Sixty-five million years ago, the last dinosaur became extinct. The fall of a huge meteorite plagued the sky with millimetric particles. Although some theories speculate that the radioactive fallout may have been the determining factor in wiping out almost half of the species that populated the planet, it is certain that the absence of the sun's rays and the expansion of greenhouse gases were the triggers for the deadly change.
When has a species ever been affected in such a short period of time, as was the case with the latest SARS-CoV-2 viral spread? Was it during the end of the Cretaceous period due to the lethal impact of the asteroid? At what point did humans became involved in a single phenomenon in such a short period of time? The political and economic vicissitudes that accompany climate change had been predicting for decades a very acute socio-environmental crisis, but who could have imagined that barely a hundred years after the Paris Conference, the first global event in history[1], the year 2019 would mark not only the end of a decade, but also–perhaps–of an epoch.


Facing a panorama that had everything (or nothing) to do with any perspective of the future invented by fiction or imagined by surrealism, at the end of 2019 an unknown virus began to circulate through the air, adhering to human skin and to every terrestrial surface. Indeed, in a few months, individuals, families, cities, countries, and continents became isolated. Not even the Afrofuturist Octavia Butler in her saga of parables[4], in which decades ago she terrifyingly projected a future of walled neighborhoods and evangelical presidents, ventured to make deadly microorganisms fly through devastated cities.
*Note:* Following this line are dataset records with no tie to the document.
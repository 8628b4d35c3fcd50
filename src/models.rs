//! Core data models used throughout storefront-search.
//!
//! These types represent the products, relevance rankings, and result pages
//! that flow through the search and ingestion pipeline.

use serde::{Deserialize, Serialize};

/// A catalog product as stored and served.
///
/// `id` and `sku` are each unique across the store. Records are created
/// exclusively by the ingestion path from validated external rows and are
/// never mutated in place by the search path.
#[derive(Debug, Clone, PartialEq, Serialize, Deserialize)]
pub struct Product {
    pub id: i64,
    pub title: String,
    pub brand: String,
    pub category: String,
    pub product_type: String,
    pub description: String,
    pub price: f64,
    pub stock: i64,
    pub sku: String,
    pub rating: f64,
    pub created_at: i64,
}

/// The catalog fields the relevance engine matches against, in descending
/// weight order.
#[derive(Debug, Clone, Copy, PartialEq, Eq, Hash, Serialize, Deserialize)]
#[serde(rename_all = "snake_case")]
pub enum SearchField {
    Title,
    Category,
    Brand,
    Sku,
    ProductType,
}

impl SearchField {
    /// All searchable fields, highest weight first. Iteration order matters:
    /// deduplication attributes a product to the first field that matched.
    pub const RANKED: [SearchField; 5] = [
        SearchField::Title,
        SearchField::Category,
        SearchField::Brand,
        SearchField::Sku,
        SearchField::ProductType,
    ];

    /// Fixed relevance weight of a match on this field.
    pub fn weight(self) -> i64 {
        match self {
            SearchField::Title => 5,
            SearchField::Category => 4,
            SearchField::Brand => 3,
            SearchField::Sku => 2,
            SearchField::ProductType => 1,
        }
    }

    /// Column name in the products table.
    pub fn column(self) -> &'static str {
        match self {
            SearchField::Title => "title",
            SearchField::Category => "category",
            SearchField::Brand => "brand",
            SearchField::Sku => "sku",
            SearchField::ProductType => "product_type",
        }
    }

    /// The field's value on a given product.
    pub fn value_of(self, product: &Product) -> &str {
        match self {
            SearchField::Title => &product.title,
            SearchField::Category => &product.category,
            SearchField::Brand => &product.brand,
            SearchField::Sku => &product.sku,
            SearchField::ProductType => &product.product_type,
        }
    }
}

/// Result ordering requested by the caller.
///
/// `Relevance` keeps the weighted-match ranking; every other mode re-sorts
/// the full match list by the named key, discarding relevance order.
#[derive(Debug, Clone, Copy, PartialEq, Eq, Default)]
pub enum SortMode {
    #[default]
    Relevance,
    PriceAsc,
    PriceDesc,
    Rating,
    Newest,
}

impl SortMode {
    pub fn as_str(self) -> &'static str {
        match self {
            SortMode::Relevance => "relevance",
            SortMode::PriceAsc => "price_asc",
            SortMode::PriceDesc => "price_desc",
            SortMode::Rating => "rating",
            SortMode::Newest => "newest",
        }
    }

    /// Parse the wire form (`relevance`, `price_asc`, `price_desc`,
    /// `rating`, `newest`).
    pub fn parse(s: &str) -> Option<SortMode> {
        match s {
            "relevance" => Some(SortMode::Relevance),
            "price_asc" => Some(SortMode::PriceAsc),
            "price_desc" => Some(SortMode::PriceDesc),
            "rating" => Some(SortMode::Rating),
            "newest" => Some(SortMode::Newest),
            _ => None,
        }
    }
}

/// A product's rank within one search invocation: the weight of the
/// highest-weighted field that matched, and which field that was.
/// Transient; never persisted or cached.
#[derive(Debug, Clone)]
pub struct RelevanceScore {
    pub product: Product,
    pub score: i64,
    pub matched: SearchField,
}

/// One page of results plus pagination metadata.
///
/// `total` is the match count before pagination; `total_pages` is
/// `ceil(total / page_size)`, zero when nothing matched.
#[derive(Debug, Clone, PartialEq, Serialize, Deserialize)]
pub struct SearchResult {
    pub products: Vec<Product>,
    pub total: i64,
    pub page: i64,
    pub page_size: i64,
    pub total_pages: i64,
}

/// Aggregate outcome of one ingestion run.
///
/// `inserted + duplicates + errors` accounts for every input record;
/// a run with failed batches still completes and reports them here.
#[derive(Debug, Clone, Serialize)]
pub struct IngestReport {
    pub inserted: u64,
    pub duplicates: u64,
    pub errors: u64,
    pub duration_secs: f64,
}

/// Compute the page count for a total match count.
pub fn total_pages(total: i64, page_size: i64) -> i64 {
    if total == 0 {
        0
    } else {
        (total + page_size - 1) / page_size
    }
}

#[cfg(test)]
mod tests {
    use super::*;

    #[test]
    fn field_weights_strictly_descend() {
        let weights: Vec<i64> = SearchField::RANKED.iter().map(|f| f.weight()).collect();
        for pair in weights.windows(2) {
            assert!(pair[0] > pair[1], "weights must strictly descend: {:?}", weights);
        }
    }

    #[test]
    fn sort_mode_round_trips() {
        for mode in [
            SortMode::Relevance,
            SortMode::PriceAsc,
            SortMode::PriceDesc,
            SortMode::Rating,
            SortMode::Newest,
        ] {
            assert_eq!(SortMode::parse(mode.as_str()), Some(mode));
        }
        assert_eq!(SortMode::parse("cheapest"), None);
    }

    #[test]
    fn total_pages_rounds_up() {
        assert_eq!(total_pages(0, 20), 0);
        assert_eq!(total_pages(1, 20), 1);
        assert_eq!(total_pages(20, 20), 1);
        assert_eq!(total_pages(21, 20), 2);
        assert_eq!(total_pages(5, 1), 5);
    }
}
The shock of 2019 with the economies of the world paralyzed, while security forces controlled the circulation in the cities, found us in a state of unprecedented social atomization, thanks, paradoxically, to the brutal interdependence generated by capitalism.
We are falling into the landfill, we are transforming the planet into an unhinged garbage dump, Michael Marder tells us.[5] And that sensation of free fall is what Sebastián Gordín represented, around 2011, in Días sin episodios 16318. In this work, furniture, paintings and a still lit light rail mysteriously sink in a scene part of the series of models in which the artist encapsulated forever small catastrophes that take place in libraries and museums, the favorite archives of knowledge.
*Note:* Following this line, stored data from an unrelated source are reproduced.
use anyhow::{Context, Result};
use serde::Deserialize;
use std::path::{Path, PathBuf};

#[derive(Debug, Deserialize, Clone)]
pub struct Config {
    pub db: DbConfig,
    #[serde(default)]
    pub cache: CacheConfig,
    #[serde(default)]
    pub search: SearchConfig,
    #[serde(default)]
    pub ingest: IngestConfig,
    pub server: ServerConfig,
}

#[derive(Debug, Deserialize, Clone)]
pub struct DbConfig {
    pub path: PathBuf,
}

#[derive(Debug, Deserialize, Clone)]
pub struct CacheConfig {
    #[serde(default = "default_cache_backend")]
    pub backend: String,
    #[serde(default = "default_cache_url")]
    pub url: String,
    #[serde(default = "default_ttl_secs")]
    pub ttl_secs: u64,
    #[serde(default = "default_op_timeout_ms")]
    pub op_timeout_ms: u64,
}

impl Default for CacheConfig {
    fn default() -> Self {
        Self {
            backend: default_cache_backend(),
            url: default_cache_url(),
            ttl_secs: default_ttl_secs(),
            op_timeout_ms: default_op_timeout_ms(),
        }
    }
}

fn default_cache_backend() -> String {
    "memory".to_string()
}
fn default_cache_url() -> String {
    "redis://127.0.0.1:6379".to_string()
}
fn default_ttl_secs() -> u64 {
    3600
}
fn default_op_timeout_ms() -> u64 {
    250
}

#[derive(Debug, Deserialize, Clone)]
pub struct SearchConfig {
    #[serde(default = "default_page_size")]
    pub default_page_size: i64,
    #[serde(default = "default_max_page_size")]
    pub max_page_size: i64,
    #[serde(default = "default_store_timeout_ms")]
    pub store_timeout_ms: u64,
}

impl Default for SearchConfig {
    fn default() -> Self {
        Self {
            default_page_size: default_page_size(),
            max_page_size: default_max_page_size(),
            store_timeout_ms: default_store_timeout_ms(),
        }
    }
}

fn default_page_size() -> i64 {
    20
}
fn default_max_page_size() -> i64 {
    100
}
fn default_store_timeout_ms() -> u64 {
    5000
}

#[derive(Debug, Deserialize, Clone)]
pub struct IngestConfig {
    #[serde(default = "default_batch_size")]
    pub batch_size: usize,
    #[serde(default = "default_csv_path")]
    pub csv_path: PathBuf,
}

impl Default for IngestConfig {
    fn default() -> Self {
        Self {
            batch_size: default_batch_size(),
            csv_path: default_csv_path(),
        }
    }
}

fn default_batch_size() -> usize {
    1000
}
fn default_csv_path() -> PathBuf {
    PathBuf::from("data/products.csv")
}

#[derive(Debug, Deserialize, Clone)]
pub struct ServerConfig {
    pub bind: String,
}

pub fn load_config(path: &Path) -> Result<Config> {
    let content = std::fs::read_to_string(path)
        .with_context(|| format!("Failed to read config file: {}", path.display()))?;

    let config: Config = toml::from_str(&content).with_context(|| "Failed to parse config file")?;

    match config.cache.backend.as_str() {
        "memory" | "redis" => {}
        other => anyhow::bail!(
            "Unknown cache backend: '{}'. Must be memory or redis.",
            other
        ),
    }

    if config.cache.ttl_secs == 0 {
        anyhow::bail!("cache.ttl_secs must be > 0");
    }

    if config.search.default_page_size < 1 {
        anyhow::bail!("search.default_page_size must be >= 1");
    }

    if config.search.max_page_size < config.search.default_page_size {
        anyhow::bail!("search.max_page_size must be >= search.default_page_size");
    }

    if config.ingest.batch_size == 0 {
        anyhow::bail!("ingest.batch_size must be > 0");
    }

    Ok(config)
}

#[cfg(test)]
mod tests {
    use super::*;
    use std::io::Write;

    fn write_config(content: &str) -> tempfile::NamedTempFile {
        let mut file = tempfile::NamedTempFile::new().unwrap();
        file.write_all(content.as_bytes()).unwrap();
        file
    }

    #[test]
    fn minimal_config_gets_defaults() {
        let file = write_config(
            r#"
[db]
path = "data/catalog.sqlite"

[server]
bind = "127.0.0.1:7600"
"#,
        );
        let cfg = load_config(file.path()).unwrap();
        assert_eq!(cfg.cache.backend, "memory");
        assert_eq!(cfg.cache.ttl_secs, 3600);
        assert_eq!(cfg.search.default_page_size, 20);
        assert_eq!(cfg.ingest.batch_size, 1000);
    }

    #[test]
    fn unknown_cache_backend_rejected() {
        let file = write_config(
            r#"
[db]
path = "data/catalog.sqlite"

[cache]
backend = "memcached"

[server]
bind = "127.0.0.1:7600"
"#,
        );
        let err = load_config(file.path()).unwrap_err();
        assert!(err.to_string().contains("cache backend"));
    }

    #[test]
    fn page_size_bounds_validated() {
        let file = write_config(
            r#"
[db]
path = "data/catalog.sqlite"

[search]
default_page_size = 50
max_page_size = 10

[server]
bind = "127.0.0.1:7600"
"#,
        );
        assert!(load_config(file.path()).is_err());
    }
}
Some time ago, Charly Nijensohn, far from fantasy and surreal metaphysics, produced Dead forest # 8, an ambitious project where he recorded in video and photography the state of an enormous piece of land in the Amazon jungle transformed into a hydroelectric dam to supply electricity to Manaus. Not only were almost two thousand four hundred kilometers of nature destroyed, but the Waimiri-Atroari were displaced in pursuit of the construction of the artificial lake. Away from the figurative narrative, also in 2009, Eduardo Basualdo gave shape to La perla and La voz, two sculptures made of copper wire, a material used to make most cables, as it is an excellent conductor. Of magmatic or hydrothermal origin, this metal is extracted from the Pacific Ring of Fire, China and Russia. It is estimated that if it were to be extracted in the same way in Argentina, the income from mining exports by 2030 could be three times higher[6]. These double-sided pieces, due to the presence of the material in its raw state and the abstract form of the figures, have the power to transport us to the realm of fantasy and simultaneously alert us to the possibilities and consequences of the massive exploitation of this metal.
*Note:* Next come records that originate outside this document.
//! End-to-end tests that drive the `sfs` binary against a scratch SQLite
//! database: init idempotence, CSV load, search through the SQLite LIKE
//! path (including literal metacharacters), browse, clear, and stats.

use std::fs;
use std::path::{Path, PathBuf};
use std::process::Command;
use tempfile::TempDir;

fn sfs_binary() -> PathBuf {
    let mut path = std::env::current_exe().unwrap();
    path.pop(); // remove test binary name
    path.pop(); // remove deps/
    path.push("sfs");
    path
}

fn setup_test_env() -> (TempDir, PathBuf) {
    let tmp = TempDir::new().unwrap();
    let root = tmp.path().to_path_buf();

    let config_dir = root.join("config");
    fs::create_dir_all(&config_dir).unwrap();

    let data_dir = root.join("data");
    fs::create_dir_all(&data_dir).unwrap();

    fs::write(
        data_dir.join("products.csv"),
        "id,title,brand,category,product_type,sku,price,rating,stock\n\
         1,Wireless Mouse,Logitech,Electronics,peripheral,LOG-001,24.99,4.7,10\n\
         2,Mechanical Keyboard,Keychron,Electronics,peripheral,KEY-002,89.00,4.8,5\n\
         3,100% Cotton Shirt,Zara,Clothing,apparel,ZAR-003,19.99,4.2,20\n",
    )
    .unwrap();

    let config_content = format!(
        r#"[db]
path = "{root}/data/catalog.sqlite"

[cache]
backend = "memory"

[ingest]
batch_size = 1000
csv_path = "{root}/data/products.csv"

[server]
bind = "127.0.0.1:7601"
"#,
        root = root.display()
    );

    let config_path = config_dir.join("storefront.toml");
    fs::write(&config_path, config_content).unwrap();

    (tmp, config_path)
}

fn run_sfs(config_path: &Path, args: &[&str]) -> (String, String, bool) {
    let binary = sfs_binary();
    let output = Command::new(&binary)
        .arg("--config")
        .arg(config_path.to_str().unwrap())
        .args(args)
        .output()
        .unwrap_or_else(|e| panic!("Failed to run sfs binary at {:?}: {}", binary, e));

    let stdout = String::from_utf8_lossy(&output.stdout).to_string();
    let stderr = String::from_utf8_lossy(&output.stderr).to_string();
    let success = output.status.success();
    (stdout, stderr, success)
}

#[test]
fn test_init_creates_database() {
    let (_tmp, config_path) = setup_test_env();

    let (stdout, stderr, success) = run_sfs(&config_path, &["init"]);
    assert!(success, "init failed: stdout={}, stderr={}", stdout, stderr);
    assert!(stdout.contains("initialized"));
}

#[test]
fn test_init_idempotent() {
    let (_tmp, config_path) = setup_test_env();

    let (_, _, success1) = run_sfs(&config_path, &["init"]);
    assert!(success1, "First init failed");

    let (_, _, success2) = run_sfs(&config_path, &["init"]);
    assert!(success2, "Second init failed (not idempotent)");
}

#[test]
fn test_load_reports_counts() {
    let (_tmp, config_path) = setup_test_env();

    run_sfs(&config_path, &["init"]);
    let (stdout, stderr, success) = run_sfs(&config_path, &["load"]);
    assert!(success, "load failed: stdout={}, stderr={}", stdout, stderr);
    assert!(stdout.contains("Parsed 3 valid records"));
    assert!(stdout.contains("inserted:   3"));
    assert!(stdout.contains("duplicates: 0"));
}

#[test]
fn test_reload_counts_duplicates() {
    let (_tmp, config_path) = setup_test_env();

    run_sfs(&config_path, &["init"]);
    run_sfs(&config_path, &["load"]);
    let (stdout, _, success) = run_sfs(&config_path, &["load"]);
    assert!(success);
    assert!(stdout.contains("inserted:   0"));
    assert!(stdout.contains("duplicates: 3"));
}

#[test]
fn test_search_finds_loaded_products() {
    let (_tmp, config_path) = setup_test_env();

    run_sfs(&config_path, &["init"]);
    run_sfs(&config_path, &["load"]);

    let (stdout, stderr, success) = run_sfs(&config_path, &["search", "mouse"]);
    assert!(success, "search failed: stdout={}, stderr={}", stdout, stderr);
    assert!(stdout.contains("Wireless Mouse"));
    assert!(stdout.contains("1 matches"));
}

#[test]
fn test_search_matches_like_metacharacters_literally() {
    let (_tmp, config_path) = setup_test_env();

    run_sfs(&config_path, &["init"]);
    run_sfs(&config_path, &["load"]);

    // "100%" must match only the shirt, not act as a wildcard.
    let (stdout, _, success) = run_sfs(&config_path, &["search", "100%"]);
    assert!(success);
    assert!(stdout.contains("100% Cotton Shirt"));
    assert!(stdout.contains("1 matches"));
}

#[test]
fn test_search_no_matches_is_not_an_error() {
    let (_tmp, config_path) = setup_test_env();

    run_sfs(&config_path, &["init"]);
    run_sfs(&config_path, &["load"]);

    let (stdout, _, success) = run_sfs(&config_path, &["search", "zzzzz"]);
    assert!(success);
    assert!(stdout.contains("No results."));
}

#[test]
fn test_search_price_sort() {
    let (_tmp, config_path) = setup_test_env();

    run_sfs(&config_path, &["init"]);
    run_sfs(&config_path, &["load"]);

    let (stdout, _, success) =
        run_sfs(&config_path, &["search", "peripheral", "--sort", "price_asc"]);
    assert!(success);
    let mouse = stdout.find("Wireless Mouse").expect("mouse in results");
    let keyboard = stdout.find("Mechanical Keyboard").expect("keyboard in results");
    assert!(mouse < keyboard, "cheaper product must come first");
}

#[test]
fn test_suggest_returns_prefix_matches() {
    let (_tmp, config_path) = setup_test_env();

    run_sfs(&config_path, &["init"]);
    run_sfs(&config_path, &["load"]);

    let (stdout, _, success) = run_sfs(&config_path, &["suggest", "me"]);
    assert!(success);
    assert!(stdout.contains("Mechanical Keyboard"));
    assert!(!stdout.contains("Wireless Mouse"));
}

#[test]
fn test_browse_by_category() {
    let (_tmp, config_path) = setup_test_env();

    run_sfs(&config_path, &["init"]);
    run_sfs(&config_path, &["load"]);

    let (stdout, _, success) = run_sfs(&config_path, &["browse", "category", "Electronics"]);
    assert!(success);
    assert!(stdout.contains("2 matches"));
    // rating desc: keyboard (4.8) before mouse (4.7)
    let keyboard = stdout.find("Mechanical Keyboard").unwrap();
    let mouse = stdout.find("Wireless Mouse").unwrap();
    assert!(keyboard < mouse);
}

#[test]
fn test_top_rated() {
    let (_tmp, config_path) = setup_test_env();

    run_sfs(&config_path, &["init"]);
    run_sfs(&config_path, &["load"]);

    let (stdout, _, success) = run_sfs(&config_path, &["top"]);
    assert!(success);
    assert!(stdout.contains("Mechanical Keyboard"));
    assert!(stdout.contains("Wireless Mouse"));
    assert!(!stdout.contains("Cotton Shirt"), "4.2 is below the threshold");
}

#[test]
fn test_clear_empties_catalog() {
    let (_tmp, config_path) = setup_test_env();

    run_sfs(&config_path, &["init"]);
    run_sfs(&config_path, &["load"]);

    let (stdout, _, success) = run_sfs(&config_path, &["clear"]);
    assert!(success);
    assert!(stdout.contains("Deleted 3 products."));

    let (stdout, _, success) = run_sfs(&config_path, &["search", "mouse"]);
    assert!(success);
    assert!(stdout.contains("No results."));
}

#[test]
fn test_stats_reports_catalog_shape() {
    let (_tmp, config_path) = setup_test_env();

    run_sfs(&config_path, &["init"]);
    run_sfs(&config_path, &["load"]);

    let (stdout, _, success) = run_sfs(&config_path, &["stats"]);
    assert!(success);
    assert!(stdout.contains("Products:    3"));
    assert!(stdout.contains("Categories:  2"));
    assert!(stdout.contains("Brands:      3"));
}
Realistic and fantastic, Nijensohn and Basualdo produced their works in the same year that Andreas Malm introduced the term capitalocene. Also by this time, in Australia, the worst bushfire had been recorded after the thermometers marked the highest temperature in its history. Coincidentally, a few days before this ecological disaster, Bitcoin, the cryptocurrency that would revolutionize the financial world, was created. With or without metaphor, artistic imagination has always been throwing all kinds of epiphanies about the future. It's just a matter of looking at what surrounds us from other perspectives. “La fuerza e incluso la belleza de la obra, en cualquier caso, parecen anidar precisamente en lo que no vemos”[7] [The strength and even the beauty of the work, in any case, seem to nest precisely in what we can’t see] writes critic Graciela Speranza with a resounding vote of confidence in the visionary power of art.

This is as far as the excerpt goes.